O mais importante mesmo é definir a flexibilidade do que significaria capitania hereditária, a marca que Alex Manente impinge depreciativamente ao prefeito Orlando Morando.

Faz parte do jogo eleitoral apelar à demarcação de determinadas execrações públicas, como é o caso, mas numa análise breve e apenas a titulo de esclarecimento, convém lembrar que capitania hereditária dispensa parentesco consanguíneo. Basta constar de determinado grupo político.

Outras denominações podem ser adaptadas, como dinastia, por exemplo. Mas tudo, de fato, é a mesma coisa. O controle do poder, independentemente de juízo de valor sobre o que isso significaria, é o que move todo político. E, convenhamos, nas corporações privadas também. Há diferenças, claro, mas não convém detalhá-las.

Alguém tem dúvida de que no frigir dos ovos de coerência interpretativa desconsiderar João Avamileno prefeito de  Santo André pura consequência de uma ação típica de capitania hereditária petista após a morte do titular? Ou que José Auricchio Júnior não seria uma ramificação de Luiz Tortorello? Ou Tarcísio Secoli não daria continuidade à hierarquia hereditária também partidária que Luiz Marinho pretendia deixar com sucessor em São Bernardo, derrotado em 2016 por Orlando Morando, a bordo dos estragos de Dilma Rousseff.

CAPITANIA DE REVEZAMENTO

Não seria capitania hereditária, também, a turma que se reveza em dezenas e dezenas de municípios brasileiros, driblando, no bom sentido do termo, a expressa impossibilidade de individualmente se acumularem mais de dois mandatos seguidos?

Portanto, Alex Manente faz uso de uma velharia desclassificatória para tentar levar o eleitor no bico. Quem deve pagar o preço ou receber os louros da ousadia praticada nesta temporada por Orlando Morando, ao escalar a sobrinha para a sucessão, é o próprio Orlando Morando.

Tanto quanto Paulinho Serra em Santo André ao escolher  Gilvan Júnior, um desconhecido, para a sucessão. Alguém acredita que Gilvan Júnior eleito não seria uma parte da atividade político-partidária de Paulinho Serra e de seu grupo de poder, além dos interesses na vizinhança do Paço Municipal?

ABAIXO O CINISMO

Deixemos de cinismo. O jogo jogado é esse e quem chora chorado como tem chorado Alex Manente é porque viu lhe escapar entre os dedos de alguma imprevidência estratégica o caminho menos tormentoso para chegar à vitória.
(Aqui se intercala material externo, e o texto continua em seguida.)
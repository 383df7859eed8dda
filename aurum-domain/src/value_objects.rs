//! Value objects for the Aurum domain.
//!
//! Immutable, validated domain primitives.
//! All value objects enforce invariants at construction time.

use rust_decimal::Decimal;
use serde::{Deserialize, Serialize};
use std::fmt;

/// Domain errors for value object validation
#[derive(Debug, Clone, PartialEq, Eq, thiserror::Error)]
pub enum DomainError {
    /// Price must be positive
    #[error("Invalid price: {0}")]
    InvalidPrice(String),

    /// Quantity must be positive
    #[error("Invalid quantity: {0}")]
    InvalidQuantity(String),

    /// Shipping information failed validation
    #[error("Invalid shipping info: {0}")]
    InvalidShippingInfo(String),

    /// Status string is not a known status
    #[error("Invalid status: {0}")]
    InvalidStatus(String),
}

// =============================================================================
// Price
// =============================================================================

/// Price represents a positive decimal amount in the store currency.
///
/// # Invariants
/// - Must be > 0
#[derive(Debug, Clone, Copy, PartialEq, Eq, PartialOrd, Ord, Serialize, Deserialize)]
pub struct Price(Decimal);

impl Price {
    /// Create a new Price with validation
    ///
    /// # Errors
    /// Returns `DomainError::InvalidPrice` if value <= 0
    pub fn new(value: Decimal) -> Result<Self, DomainError> {
        if value <= Decimal::ZERO {
            return Err(DomainError::InvalidPrice("Price must be positive".to_string()));
        }
        Ok(Self(value))
    }

    /// Get the underlying Decimal value
    pub fn as_decimal(&self) -> Decimal {
        self.0
    }
}

impl fmt::Display for Price {
    fn fmt(&self, f: &mut fmt::Formatter<'_>) -> fmt::Result {
        write!(f, "{}", self.0)
    }
}

// =============================================================================
// Quantity
// =============================================================================

/// Quantity represents a positive unit count.
///
/// # Invariants
/// - Must be > 0
#[derive(Debug, Clone, Copy, PartialEq, Eq, PartialOrd, Ord, Serialize, Deserialize)]
pub struct Quantity(i32);

impl Quantity {
    /// Create a new Quantity with validation
    ///
    /// # Errors
    /// Returns `DomainError::InvalidQuantity` if value <= 0
    pub fn new(value: i32) -> Result<Self, DomainError> {
        if value <= 0 {
            return Err(DomainError::InvalidQuantity("Quantity must be positive".to_string()));
        }
        Ok(Self(value))
    }

    /// Get the underlying unit count
    pub fn as_i32(&self) -> i32 {
        self.0
    }

    /// Unit count as a Decimal (for money math)
    pub fn as_decimal(&self) -> Decimal {
        Decimal::from(self.0)
    }
}

impl fmt::Display for Quantity {
    fn fmt(&self, f: &mut fmt::Formatter<'_>) -> fmt::Result {
        write!(f, "{}", self.0)
    }
}

// =============================================================================
// ShippingInfo
// =============================================================================

/// Shipping details frozen onto an order at creation time.
///
/// # Invariants
/// - All fields non-empty
/// - Email must contain an `@`
#[derive(Debug, Clone, PartialEq, Eq, Serialize, Deserialize)]
pub struct ShippingInfo {
    /// Recipient full name
    pub recipient: String,
    /// Contact email, also used as the payment receipt address
    pub email: String,
    /// Street address
    pub address: String,
    /// City
    pub city: String,
    /// Postal code
    pub postal_code: String,
    /// Country
    pub country: String,
}

impl ShippingInfo {
    /// Create shipping info with validation
    ///
    /// # Errors
    /// Returns `DomainError::InvalidShippingInfo` if any field is empty
    /// or the email is malformed.
    pub fn new(
        recipient: impl Into<String>,
        email: impl Into<String>,
        address: impl Into<String>,
        city: impl Into<String>,
        postal_code: impl Into<String>,
        country: impl Into<String>,
    ) -> Result<Self, DomainError> {
        let info = Self {
            recipient: recipient.into(),
            email: email.into(),
            address: address.into(),
            city: city.into(),
            postal_code: postal_code.into(),
            country: country.into(),
        };
        info.validate()?;
        Ok(info)
    }

    fn validate(&self) -> Result<(), DomainError> {
        let fields = [
            ("recipient", &self.recipient),
            ("email", &self.email),
            ("address", &self.address),
            ("city", &self.city),
            ("postal_code", &self.postal_code),
            ("country", &self.country),
        ];

        for (name, value) in fields {
            if value.trim().is_empty() {
                return Err(DomainError::InvalidShippingInfo(format!("{} must not be empty", name)));
            }
        }

        if !self.email.contains('@') {
            return Err(DomainError::InvalidShippingInfo(format!(
                "Invalid email address: {}",
                self.email
            )));
        }

        Ok(())
    }
}

// =============================================================================
// Tests
// =============================================================================

#[cfg(test)]
mod tests {
    use super::*;
    use rust_decimal_macros::dec;

    #[test]
    fn test_price_validation() {
        assert!(Price::new(dec!(899.99)).is_ok());
        assert!(Price::new(dec!(0.01)).is_ok());
        assert!(Price::new(dec!(0)).is_err());
        assert!(Price::new(dec!(-10)).is_err());
    }

    #[test]
    fn test_price_as_decimal() {
        let price = Price::new(dec!(1299.50)).unwrap();
        assert_eq!(price.as_decimal(), dec!(1299.50));
    }

    #[test]
    fn test_quantity_validation() {
        assert!(Quantity::new(1).is_ok());
        assert!(Quantity::new(100).is_ok());
        assert!(Quantity::new(0).is_err());
        assert!(Quantity::new(-3).is_err());
    }

    #[test]
    fn test_quantity_as_decimal() {
        let qty = Quantity::new(2).unwrap();
        assert_eq!(qty.as_decimal(), dec!(2));
    }

    #[test]
    fn test_shipping_info_valid() {
        let info = ShippingInfo::new(
            "Ada Lovelace",
            "ada@example.com",
            "12 Gem Street",
            "London",
            "E1 6AN",
            "UK",
        );
        assert!(info.is_ok());
    }

    #[test]
    fn test_shipping_info_rejects_empty_fields() {
        let info = ShippingInfo::new("Ada Lovelace", "ada@example.com", "", "London", "E1 6AN", "UK");
        assert!(info.is_err());

        let info = ShippingInfo::new("  ", "ada@example.com", "12 Gem Street", "London", "E1 6AN", "UK");
        assert!(info.is_err());
    }

    #[test]
    fn test_shipping_info_rejects_bad_email() {
        let info = ShippingInfo::new("Ada Lovelace", "not-an-email", "12 Gem Street", "London", "E1 6AN", "UK");
        assert!(matches!(info, Err(DomainError::InvalidShippingInfo(_))));
    }
}
//! Order and payment status state machines.
//!
//! All status writes in the system go through the predicates defined here.
//! Transitions:
//!
//! ```text
//! pending ──► paid ──► cancelled
//!    │                    ▲
//!    ├────────────────────┘
//!    └──► delivered
//! ```
//!
//! `delivered` and `cancelled` are terminal: neither customers nor
//! privileged callers may move an order out of them.

use crate::value_objects::DomainError;
use serde::{Deserialize, Serialize};
use std::fmt;
use std::str::FromStr;

// =============================================================================
// OrderStatus
// =============================================================================

/// Lifecycle status of an order.
#[derive(Debug, Clone, Copy, PartialEq, Eq, Serialize, Deserialize)]
#[serde(rename_all = "lowercase")]
pub enum OrderStatus {
    /// Created, awaiting payment
    Pending,
    /// Payment settled
    Paid,
    /// Cancelled by the customer or an operator
    Cancelled,
    /// Shipped and delivered
    Delivered,
}

impl OrderStatus {
    /// Whether the customer may cancel an order in this status.
    ///
    /// Cancellation is only legal before delivery; a cancelled order
    /// cannot be cancelled again.
    pub fn can_cancel(&self) -> bool {
        matches!(self, OrderStatus::Pending | OrderStatus::Paid)
    }

    /// Whether a privileged status update may overwrite this status.
    ///
    /// Terminal states are frozen even for operators.
    pub fn can_change(&self) -> bool {
        !self.is_terminal()
    }

    /// Terminal states admit no further transitions.
    pub fn is_terminal(&self) -> bool {
        matches!(self, OrderStatus::Cancelled | OrderStatus::Delivered)
    }

    /// Status as its wire/storage string.
    pub fn as_str(&self) -> &'static str {
        match self {
            OrderStatus::Pending => "pending",
            OrderStatus::Paid => "paid",
            OrderStatus::Cancelled => "cancelled",
            OrderStatus::Delivered => "delivered",
        }
    }
}

impl FromStr for OrderStatus {
    type Err = DomainError;

    fn from_str(s: &str) -> Result<Self, Self::Err> {
        match s {
            "pending" => Ok(OrderStatus::Pending),
            "paid" => Ok(OrderStatus::Paid),
            "cancelled" => Ok(OrderStatus::Cancelled),
            "delivered" => Ok(OrderStatus::Delivered),
            other => Err(DomainError::InvalidStatus(other.to_string())),
        }
    }
}

impl fmt::Display for OrderStatus {
    fn fmt(&self, f: &mut fmt::Formatter<'_>) -> fmt::Result {
        write!(f, "{}", self.as_str())
    }
}

// =============================================================================
// PaymentStatus
// =============================================================================

/// Lifecycle status of a single payment attempt.
#[derive(Debug, Clone, Copy, PartialEq, Eq, Serialize, Deserialize)]
#[serde(rename_all = "lowercase")]
pub enum PaymentStatus {
    /// Intent created at the gateway, awaiting confirmation
    Pending,
    /// Gateway confirmed the charge
    Succeeded,
    /// Attempt failed (gateway rejection or exhausted retries)
    Failed,
}

impl PaymentStatus {
    /// Status as its wire/storage string.
    pub fn as_str(&self) -> &'static str {
        match self {
            PaymentStatus::Pending => "pending",
            PaymentStatus::Succeeded => "succeeded",
            PaymentStatus::Failed => "failed",
        }
    }
}

impl FromStr for PaymentStatus {
    type Err = DomainError;

    fn from_str(s: &str) -> Result<Self, Self::Err> {
        match s {
            "pending" => Ok(PaymentStatus::Pending),
            "succeeded" => Ok(PaymentStatus::Succeeded),
            "failed" => Ok(PaymentStatus::Failed),
            other => Err(DomainError::InvalidStatus(other.to_string())),
        }
    }
}

impl fmt::Display for PaymentStatus {
    fn fmt(&self, f: &mut fmt::Formatter<'_>) -> fmt::Result {
        write!(f, "{}", self.as_str())
    }
}

// =============================================================================
// Tests
// =============================================================================

#[cfg(test)]
mod tests {
    use super::*;

    #[test]
    fn test_can_cancel_from_pending_and_paid() {
        assert!(OrderStatus::Pending.can_cancel());
        assert!(OrderStatus::Paid.can_cancel());
    }

    #[test]
    fn test_cannot_cancel_terminal_states() {
        assert!(!OrderStatus::Delivered.can_cancel());
        assert!(!OrderStatus::Cancelled.can_cancel());
    }

    #[test]
    fn test_can_change_rejects_terminal_states() {
        assert!(OrderStatus::Pending.can_change());
        assert!(OrderStatus::Paid.can_change());
        assert!(!OrderStatus::Cancelled.can_change());
        assert!(!OrderStatus::Delivered.can_change());
    }

    #[test]
    fn test_order_status_round_trip() {
        for status in [
            OrderStatus::Pending,
            OrderStatus::Paid,
            OrderStatus::Cancelled,
            OrderStatus::Delivered,
        ] {
            assert_eq!(status.as_str().parse::<OrderStatus>().unwrap(), status);
        }
    }

    #[test]
    fn test_order_status_rejects_unknown() {
        assert!("shipped".parse::<OrderStatus>().is_err());
        assert!("".parse::<OrderStatus>().is_err());
        assert!("PENDING".parse::<OrderStatus>().is_err());
    }

    #[test]
    fn test_payment_status_round_trip() {
        for status in [PaymentStatus::Pending, PaymentStatus::Succeeded, PaymentStatus::Failed] {
            assert_eq!(status.as_str().parse::<PaymentStatus>().unwrap(), status);
        }
    }
}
Manente aliado de Morando seria uma capitania hereditária sim. Se não o fosse,  todos os políticos deveriam ser decapitados por causa de burrice congênita.

Os livros de história e os compêndios sobre eleições podem dar conotações diferentes ao conceito de capitania hereditária, mas o esticamento de poder próprio dos humanos independe de consanguinidade embutida no preconceito eleitoral de Manente.

Alex Manente ungido pelos poderes do pai Manente faz parte do enredo de capitania hereditária. Nada mais natural. Afinal, política tem características próprias que não parecem tão meritocráticas quanto, por exemplo, um time de futebol em ação, mas, convenhamos, exige sim atributos que, goste-se ou não, tornam distintos pernas de pau e craques nas urnas.

ESCALAÇÃO ADVERSÁRIA

Quem reclama da escalação do time adversário, uma escalação, aliás, tão surpreendente quanto corajosa, tão instigante quanto desafiadora, não se dá conta de que está confessando publicamente um temor que possivelmente deve ter animado o outro lado do campo de jogo.

Reação distinta do que se viu ontem nas dependências do Vera Cruz quando a campanha de Flávia Morando parece ter encontrado o encaixe prefeito como mote da disputa. Vou tratar disso em outro texto.

Poucos aperceber que se encontrou um veio a distinguir a candidatura da jovem tigresa. Jovem tigresa? Acompanhei o discurso de Flávia Morando num celular. Não temos uma menina introspectiva como temos em Santo André um Gilvan Júnior, por exemplo.

Flávia Morando atacou a jugular dos adversários. Para quem gosta de emoções e se desafia a descobrir o perfil de pessoas próximas ou não, foi um prato cheio. Isso não quer dizer que Gilvan Júnior é um prato vazio. Nada disso. Vou explicar esse treco num texto específico.